His heart banging in his chest, Ace stole another look as she walked by his side. She was a little taller than he was, but even that didn't bother him. He wondered why he couldn't think of anything to say. It wasn't usually a problem. But Blanche started talking herself, quite shyly, it seemed.
"This is very kind of you. I hope I'm not making you late. I think everyone else has already gone."
"I was late already," said Ace. "A few more minutes won't matter… look, there's the fairies' swimming pool, just there."
Blanche stopped, and turned to face him, and he found himself looking into her eyes, bathed in her silvery light.
"Thank you. You're so kind," she smiled.
"Blanche… it was no trouble, really.
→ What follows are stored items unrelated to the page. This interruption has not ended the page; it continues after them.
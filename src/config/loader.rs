//! Configuration loading from disk and the process environment.

use std::fs;
use std::path::Path;

use thiserror::Error;

use crate::config::schema::{BridgeConfig, Mode};
use crate::config::validation::{validate_config, ValidationError};

pub const MODE_VAR: &str = "CONNECT_SERVER_MODE";
pub const ADDR_VAR: &str = "CONNECT_SERVER_ADDR";
pub const RUNTIME_API_VAR: &str = "AWS_LAMBDA_RUNTIME_API";

/// Error type for configuration loading.
#[derive(Debug, Error)]
pub enum ConfigError {
    #[error("IO error: {0}")]
    Io(#[from] std::io::Error),

    #[error("Parse error: {0}")]
    Parse(#[from] toml::de::Error),

    #[error(r#"incorrect CONNECT_SERVER_MODE environment value {0:?}, expected "lambda" or "http""#)]
    InvalidMode(String),

    #[error("Validation failed: {}", join(.0))]
    Validation(Vec<ValidationError>),
}

fn join(errors: &[ValidationError]) -> String {
    errors
        .iter()
        .map(ToString::to_string)
        .collect::<Vec<_>>()
        .join(", ")
}

/// Load a TOML file, take transport selection from the process
/// environment, and validate.
pub fn load_config(path: &Path) -> Result<BridgeConfig, ConfigError> {
    load_config_with(path, |key| std::env::var(key).ok())
}

fn load_config_with<F>(path: &Path, lookup: F) -> Result<BridgeConfig, ConfigError>
where
    F: Fn(&str) -> Option<String>,
{
    let content = fs::read_to_string(path)?;
    let config: BridgeConfig = toml::from_str(&content)?;
    apply_env(config, lookup)
}

/// Build the configuration from defaults and the process environment alone.
pub fn config_from_env() -> Result<BridgeConfig, ConfigError> {
    config_from_lookup(|key| std::env::var(key).ok())
}

/// Build the configuration from defaults and an arbitrary variable lookup.
pub fn config_from_lookup<F>(lookup: F) -> Result<BridgeConfig, ConfigError>
where
    F: Fn(&str) -> Option<String>,
{
    apply_env(BridgeConfig::default(), lookup)
}

fn apply_env<F>(mut config: BridgeConfig, lookup: F) -> Result<BridgeConfig, ConfigError>
where
    F: Fn(&str) -> Option<String>,
{
    let mode = lookup(MODE_VAR)
        .map(|m| m.trim().to_lowercase())
        .unwrap_or_default();
    config.mode = match mode.as_str() {
        "lambda" => Mode::Lambda,
        "http" | "" => Mode::Http,
        _ => return Err(ConfigError::InvalidMode(mode)),
    };

    config.http.bind_address = lookup(ADDR_VAR).map(|addr| normalize_addr(&addr));
    config.lambda.runtime_api = lookup(RUNTIME_API_VAR).map(|api| api.trim().to_string());

    validate_config(&config).map_err(ConfigError::Validation)?;
    Ok(config)
}

/// Turn a listen address into something `TcpListener::bind` accepts.
///
/// An empty address means the default HTTP port on every interface, and a
/// bare `:port` binds that port on every interface.
pub fn normalize_addr(addr: &str) -> String {
    let addr = addr.trim();
    if addr.is_empty() {
        "0.0.0.0:80".to_string()
    } else if let Some(port) = addr.strip_prefix(':') {
        format!("0.0.0.0:{port}")
    } else {
        addr.to_string()
    }
}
Pleased to help."
"You know my name?" she said softly. "Why's that?"
"Someone mentioned it… Camellia, I think."
"And you remembered it? That's nice. Thank you, Ace." She touched his face with one tiny finger. "Someone mentioned your name, too."
With that, she ran off towards the pool, while Ace stood there in a complete daze. Slowly, very slowly, he remembered what he was supposed to be doing, and headed towards his twin. Classroom Five… but the significance of that didn't hit him until he was nearly there. History. That meant Sergeant Grybow. And now he was half an hour late, and that was going to mean hard labour.
Not that he listened to her moaning. He accepted his punishment with resignation, then slunk to his seat next to Will. Neither of them listened to the lesson, not being remotely interested in precisely which boring laws were passed in 1936. They spent the whole time messaging each other.

You got a death wish or something, waltzing in half an hour late for Grybow?
Something happened… two things, actually. I think I've cracked it, Will… well, it wasn't really me. I think the Tree gave me an image. I did it pretty fast, and I think I could do it again.
That's terrific! Oh, Ace, I'm so pleased for you. What was the image? Can you tell me, or is it too private?
Sure. Defending. I never thought of it like that before. S'pose you put the idea in my mind, with what you said. But suddenly, out of nowhere, my mind was full of this picture. I was defending my team, and it felt so good. I'd been struggling up till then, but after that, I could do it!
That's interesting. The help you needed, but not until you'd really started trying.
It was wonderful. I know it was the Tree, it just felt like him, you know? And as if that wasn't enough, then I met someone who was lost, and I had to help her.
What's so brilliant about that? Oh, no…who? Is that why you've got that stupid goofy look on your face? Beautiful Blanche?
I do not look goofy. Just because I can appreciate beauty when I see it does not make me goofy.
I'll be the judge of that. What was she doing lost, anyway? She's been here three weeks!
Not everyone's as fast as you! She'd maybe just got muddled, she'd gone to the wrong pool, she asked me if there was another.
What? That's crazy! She must have been in the pool by now! Even if she'd forgotten where it was - though that's hard to imagine, the size of it - she couldn't have forgotten that there was one!
Well, I don't know,
Ace thought helplessly. Will's words made sense, but they didn't make him suspicious, not with the memory of her lovely face, smiling just for him…
Will, on the other hand, was feeling very suspicious indeed. Had she been looking out for a chance to get Ace on his own? Just what was she up to? He was going to have to make the suggestion. Ace needed to be on his guard, surely he'd see that.
Sounds to me like she wasn't really lost, he began hesitantly. Don't you think, just maybe, that she set that up?
He waited to get blasted for trying to suggest she was up to something, but Ace didn't react like that at all.
Mmm, he thought dreamily. She knew my name. She'd remembered it, just like I'd remembered hers. You see what that means?
Not exactly,
thought Will.
It means she likes me. Might even mean she thinks I'm beautiful, too. Imagine that.
Hey! Look at Grybow, and pretend you're listening.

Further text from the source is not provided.